Med Phys. 2001 Apr;28(4):475-90. doi: 10.1118/1.1358303.
In modern computed tomography (CT) there is a strong desire to reduce patient dose and/or to improve image quality by increasing spatial resolution and decreasing image noise. These are conflicting demands since increasing resolution at a constant noise level or decreasing noise at a constant resolution level implies a higher demand on x-ray power and an increase of patient dose. X-ray tube power is limited due to technical reasons. We therefore developed a generalized multi-dimensional adaptive filtering approach that applies nonlinear filters in up to three dimensions in the raw data domain. This new method differs from approaches in the literature since our nonlinear filters are applied not only in the detector row direction but also in the view and in the z-direction. This true three-dimensional filtering improves the quantum statistics of a measured projection value proportional to the third power of the filter size. Resolution tradeoffs are shared among these three dimensions and thus are considerably smaller as compared to one-dimensional smoothing approaches. Patient data of spiral and sequential single- and multi-slice CT scans as well as simulated spiral cone-beam data were processed to evaluate these new approaches. Image quality was assessed by evaluation of difference images, by measuring the image noise and the noise reduction, and by calculating the image resolution using point spread functions. The use of generalized adaptive filters helps to reduce image noise or, alternatively, patient dose. Image noise structures, typically along the direction of the highest attenuation, are effectively reduced. Noise reduction values of typically 30%-60% can be achieved in noncylindrical body regions like the shoulder. The loss in image resolution remains below 5% for all cases. In addition, the new method has a great potential to reduce metal artifacts, e.g., in the hip region.
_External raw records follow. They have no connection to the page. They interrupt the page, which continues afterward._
//! Value types flowing through the tick pipeline.

use serde::{Deserialize, Serialize};

/// One tick's aggregated raw metric values.
///
/// Built fresh every tick and never mutated afterwards; there is no
/// cross-tick memory. Every field defaults to 0 when the corresponding
/// sensor was absent for the whole tick - absence is a valid zero reading,
/// not an error.
#[derive(Debug, Clone, PartialEq, Serialize, Deserialize)]
pub struct Snapshot {
    /// CPU package temperature in degrees Celsius
    pub cpu_temp: f32,
    /// CPU package power draw in watts
    pub cpu_power: f32,
    /// Highest per-core clock observed this tick, in MHz
    pub cpu_clock_mhz: f32,
    /// Total CPU load in percent
    pub cpu_usage: f32,
    /// CPU fan speed in RPM, read from the motherboard controller
    pub cpu_fan_rpm: f32,
    /// GPU core temperature in degrees Celsius
    pub gpu_temp: f32,
    /// GPU package power draw in watts
    pub gpu_power: f32,
    /// GPU core clock in MHz
    pub gpu_clock_mhz: f32,
    /// GPU core load in percent
    pub gpu_usage: f32,
    /// GPU fan speed in RPM
    pub gpu_fan_rpm: f32,
    /// Used RAM in percent of total
    pub ram_used_percent: f32,
    /// Highest download throughput across adapters, in bytes per second
    pub wifi_down_bps: f32,
    /// Highest upload throughput across adapters, in bytes per second
    pub wifi_up_bps: f32,
    /// Free space of the three configured volumes, in GiB
    pub disk_free_gb: [f32; 3],
}

impl Default for Snapshot {
    fn default() -> Self {
        Self {
            cpu_temp: 0.0,
            cpu_power: 0.0,
            cpu_clock_mhz: 0.0,
            cpu_usage: 0.0,
            cpu_fan_rpm: 0.0,
            gpu_temp: 0.0,
            gpu_power: 0.0,
            gpu_clock_mhz: 0.0,
            gpu_usage: 0.0,
            gpu_fan_rpm: 0.0,
            ram_used_percent: 0.0,
            wifi_down_bps: 0.0,
            wifi_up_bps: 0.0,
            disk_free_gb: [0.0; 3],
        }
    }
}

/// A [`Snapshot`] after unit conversion and clamping, ready to encode.
#[derive(Debug, Clone, PartialEq, Serialize, Deserialize)]
pub struct DisplayFrame {
    /// CPU temperature in degrees Celsius
    pub cpu_temp: f32,
    /// GPU temperature in degrees Celsius
    pub gpu_temp: f32,
    /// Used RAM in percent
    pub ram_used_percent: f32,
    /// CPU package power in watts
    pub cpu_power: f32,
    /// Highest per-core CPU clock in MHz
    pub cpu_clock_mhz: f32,
    /// CPU load in percent
    pub cpu_usage: f32,
    /// CPU fan speed as a percentage of its configured maximum
    pub cpu_fan_percent: u8,
    /// GPU package power in watts
    pub gpu_power: f32,
    /// GPU clock in MHz
    pub gpu_clock_mhz: f32,
    /// GPU load in percent
    pub gpu_usage: f32,
    /// GPU fan speed as a percentage of its configured maximum
    pub gpu_fan_percent: u8,
    /// Seconds since the sample loop started
    pub uptime_secs: u64,
    /// Free space of the three configured volumes, in GiB
    pub disk_free_gb: [f32; 3],
    /// Download throughput in Mbps
    pub wifi_down_mbps: f32,
    /// Upload throughput in Mbps
    pub wifi_up_mbps: f32,
}

#[cfg(test)]
mod tests {
    use super::*;

    #[test]
    fn test_default_snapshot_is_all_zero() {
        let snapshot = Snapshot::default();
        assert_eq!(snapshot.cpu_temp, 0.0);
        assert_eq!(snapshot.gpu_fan_rpm, 0.0);
        assert_eq!(snapshot.ram_used_percent, 0.0);
        assert_eq!(snapshot.wifi_down_bps, 0.0);
        assert_eq!(snapshot.disk_free_gb, [0.0; 3]);
    }

    #[test]
    fn test_snapshot_serializes() {
        let snapshot = Snapshot {
            cpu_temp: 55.3,
            ..Default::default()
        };
        let json = serde_json::to_string(&snapshot).unwrap();
        let parsed: Snapshot = serde_json::from_str(&json).unwrap();
        assert_eq!(parsed, snapshot);
    }
}
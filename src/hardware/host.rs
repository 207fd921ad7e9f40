//! sysinfo-backed hardware source.
//!
//! Builds the node tree fresh on every tick from the platform facilities
//! sysinfo exposes, emitting the canonical sensor names the aggregation
//! rules match on ("CPU Total", "Memory Used", "Download Speed", ...).
//! Metrics the platform does not expose (package power, fan RPM on most
//! desktop Linux setups) are simply not emitted; downstream they read as
//! zero, which is a valid reading, not an error.

use crate::hardware::node::{
    HardwareKind, HardwareNode, HardwareSource, SensorKind, SensorReading, StaticNode,
};
use std::time::Instant;
use sysinfo::{Components, Networks, System};

/// Component labels that identify a CPU temperature sensor across the
/// common chipset drivers.
const CPU_TEMP_MARKERS: &[&str] = &["cpu", "coretemp", "k10temp", "tctl", "tdie", "package"];

/// Component labels that identify a GPU temperature sensor.
const GPU_TEMP_MARKERS: &[&str] = &["gpu", "amdgpu", "radeon", "nvidia"];

/// Production [`HardwareSource`] reading through sysinfo.
pub struct HostSource {
    system: System,
    components: Components,
    networks: Networks,
    last_refresh: Instant,
    nodes: Vec<Box<dyn HardwareNode>>,
}

impl HostSource {
    /// Create a new source. The first refresh happens here so the first
    /// tick already has usable CPU usage deltas.
    pub fn new() -> Self {
        let mut system = System::new_all();
        system.refresh_all();
        let components = Components::new_with_refreshed_list();
        let networks = Networks::new_with_refreshed_list();

        Self {
            system,
            components,
            networks,
            last_refresh: Instant::now(),
            nodes: Vec::new(),
        }
    }

    fn rebuild(&mut self) {
        self.system.refresh_cpu_usage();
        self.system.refresh_memory();
        self.components.refresh();
        self.networks.refresh();

        let elapsed_secs = self.last_refresh.elapsed().as_secs_f32().max(0.001);
        self.last_refresh = Instant::now();

        let mut nodes: Vec<Box<dyn HardwareNode>> = Vec::new();
        nodes.push(Box::new(self.cpu_node()));
        if let Some(gpu) = self.gpu_node() {
            nodes.push(Box::new(gpu));
        }
        nodes.push(Box::new(self.memory_node()));
        nodes.push(Box::new(self.motherboard_node()));
        for network in self.network_nodes(elapsed_secs) {
            nodes.push(Box::new(network));
        }
        self.nodes = nodes;
    }

    fn cpu_node(&self) -> StaticNode {
        let cpus = self.system.cpus();
        let mut sensors = Vec::new();

        for component in self.components.iter() {
            let label = component.label().to_lowercase();
            if CPU_TEMP_MARKERS.iter().any(|m| label.contains(m))
                && !GPU_TEMP_MARKERS.iter().any(|m| label.contains(m))
            {
                sensors.push(SensorReading::new(
                    SensorKind::Temperature,
                    component.label(),
                    component.temperature(),
                ));
            }
        }

        if !cpus.is_empty() {
            let usage = cpus.iter().map(|cpu| cpu.cpu_usage()).sum::<f32>() / cpus.len() as f32;
            sensors.push(SensorReading::new(SensorKind::Load, "CPU Total", usage));
        }

        for (index, cpu) in cpus.iter().enumerate() {
            sensors.push(SensorReading::new(
                SensorKind::Clock,
                format!("Core #{}", index + 1),
                cpu.frequency() as f32,
            ));
        }

        let name = cpus
            .first()
            .map(|cpu| cpu.brand().to_string())
            .unwrap_or_else(|| "CPU".to_string());
        StaticNode::new(HardwareKind::Cpu, name, sensors)
    }

    /// GPU node, if any GPU temperature component is present. sysinfo gives
    /// us temperature only; clock/load/fan stay absent and read as zero.
    fn gpu_node(&self) -> Option<StaticNode> {
        let mut sensors = Vec::new();
        let mut vendor = HardwareKind::GpuIntel;

        for component in self.components.iter() {
            let label = component.label().to_lowercase();
            if GPU_TEMP_MARKERS.iter().any(|m| label.contains(m)) {
                if label.contains("amdgpu") || label.contains("radeon") {
                    vendor = HardwareKind::GpuAmd;
                } else if label.contains("nvidia") {
                    vendor = HardwareKind::GpuNvidia;
                }
                sensors.push(SensorReading::new(
                    SensorKind::Temperature,
                    "GPU Core",
                    component.temperature(),
                ));
            }
        }

        if sensors.is_empty() {
            return None;
        }
        Some(StaticNode::new(vendor, "GPU", sensors))
    }

    fn memory_node(&self) -> StaticNode {
        let total = self.system.total_memory();
        let used = self.system.used_memory();
        let used_percent = if total > 0 {
            (used as f32 / total as f32) * 100.0
        } else {
            0.0
        };

        StaticNode::new(
            HardwareKind::Memory,
            "Memory",
            vec![SensorReading::new(
                SensorKind::Data,
                "Memory Used",
                used_percent,
            )],
        )
    }

    /// Motherboard with its embedded-controller sub-node. Fan tachometers
    /// are not visible through sysinfo, so the sub-node carries no sensors
    /// here; shells with richer platform access substitute their own source.
    fn motherboard_node(&self) -> StaticNode {
        let name = System::host_name().unwrap_or_else(|| "Motherboard".to_string());
        StaticNode::new(HardwareKind::Motherboard, name, Vec::new()).with_child(StaticNode::new(
            HardwareKind::EmbeddedController,
            "Embedded Controller",
            Vec::new(),
        ))
    }

    fn network_nodes(&self, elapsed_secs: f32) -> Vec<StaticNode> {
        self.networks
            .iter()
            .filter(|(name, _)| !name.starts_with("lo"))
            .map(|(name, data)| {
                let down = data.received() as f32 / elapsed_secs;
                let up = data.transmitted() as f32 / elapsed_secs;
                StaticNode::new(
                    HardwareKind::Network,
                    name.clone(),
                    vec![
                        SensorReading::new(SensorKind::Throughput, "Download Speed", down),
                        SensorReading::new(SensorKind::Throughput, "Upload Speed", up),
                    ],
                )
            })
            .collect()
    }
}

impl Default for HostSource {
    fn default() -> Self {
        Self::new()
    }
}

impl HardwareSource for HostSource {
    fn nodes(&mut self) -> crate::Result<&mut [Box<dyn HardwareNode>]> {
        self.rebuild();
        Ok(&mut self.nodes)
    }
}

#[cfg(test)]
mod tests {
    use super::*;

    #[test]
    fn test_host_source_builds_a_tree() {
        let mut source = HostSource::new();
        let nodes = source.nodes().unwrap();
        assert!(!nodes.is_empty());
        // A CPU and a memory node are always present.
        assert!(nodes.iter().any(|n| n.kind() == HardwareKind::Cpu));
        assert!(nodes.iter().any(|n| n.kind() == HardwareKind::Memory));
    }

    #[test]
    fn test_memory_used_is_a_percentage() {
        let mut source = HostSource::new();
        let nodes = source.nodes().unwrap();
        let memory = nodes
            .iter()
            .find(|n| n.kind() == HardwareKind::Memory)
            .unwrap();
        let used = memory
            .sensors()
            .iter()
            .find(|s| s.name.contains("Used"))
            .unwrap();
        let value = used.value.unwrap();
        assert!((0.0..=100.0).contains(&value));
    }

    #[test]
    fn test_tree_is_rebuilt_each_tick() {
        let mut source = HostSource::new();
        let first = source.nodes().unwrap().len();
        let second = source.nodes().unwrap().len();
        // Node count may differ if hardware came or went, but both ticks
        // must produce a usable tree.
        assert!(first > 0);
        assert!(second > 0);
    }
}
在现代计算机断层扫描(CT)中,人们强烈希望通过提高空间分辨率和降低图像噪声来减少患者剂量和/或提高图像质量。这些要求相互矛盾,因为在恒定噪声水平下提高分辨率或在恒定分辨率水平下降低噪声意味着对X射线功率有更高要求,从而增加患者剂量。由于技术原因,X射线管功率有限。因此,我们开发了一种广义多维自适应滤波方法,该方法在原始数据域中应用高达三维的非线性滤波器。这种新方法与文献中的方法不同,因为我们的非线性滤波器不仅应用于探测器排方向,还应用于视图方向和z方向。这种真正的三维滤波改善了测量投影值的量子统计,与滤波器尺寸的三次方成正比。分辨率的权衡在这三个维度之间共享,因此与一维平滑方法相比要小得多。对螺旋和序列单排及多排CT扫描的患者数据以及模拟螺旋锥束数据进行了处理,以评估这些新方法。通过评估差异图像、测量图像噪声和降噪效果以及使用点扩散函数计算图像分辨率来评估图像质量。使用广义自适应滤波器有助于降低图像噪声,或者减少患者剂量。通常沿最高衰减方向的图像噪声结构得到有效降低。在肩部等非圆柱形身体区域,降噪值通常可达30% - 60%。在所有情况下,图像分辨率的损失均保持在5%以下。此外,新方法在减少金属伪影方面具有很大潜力,例如在髋部区域。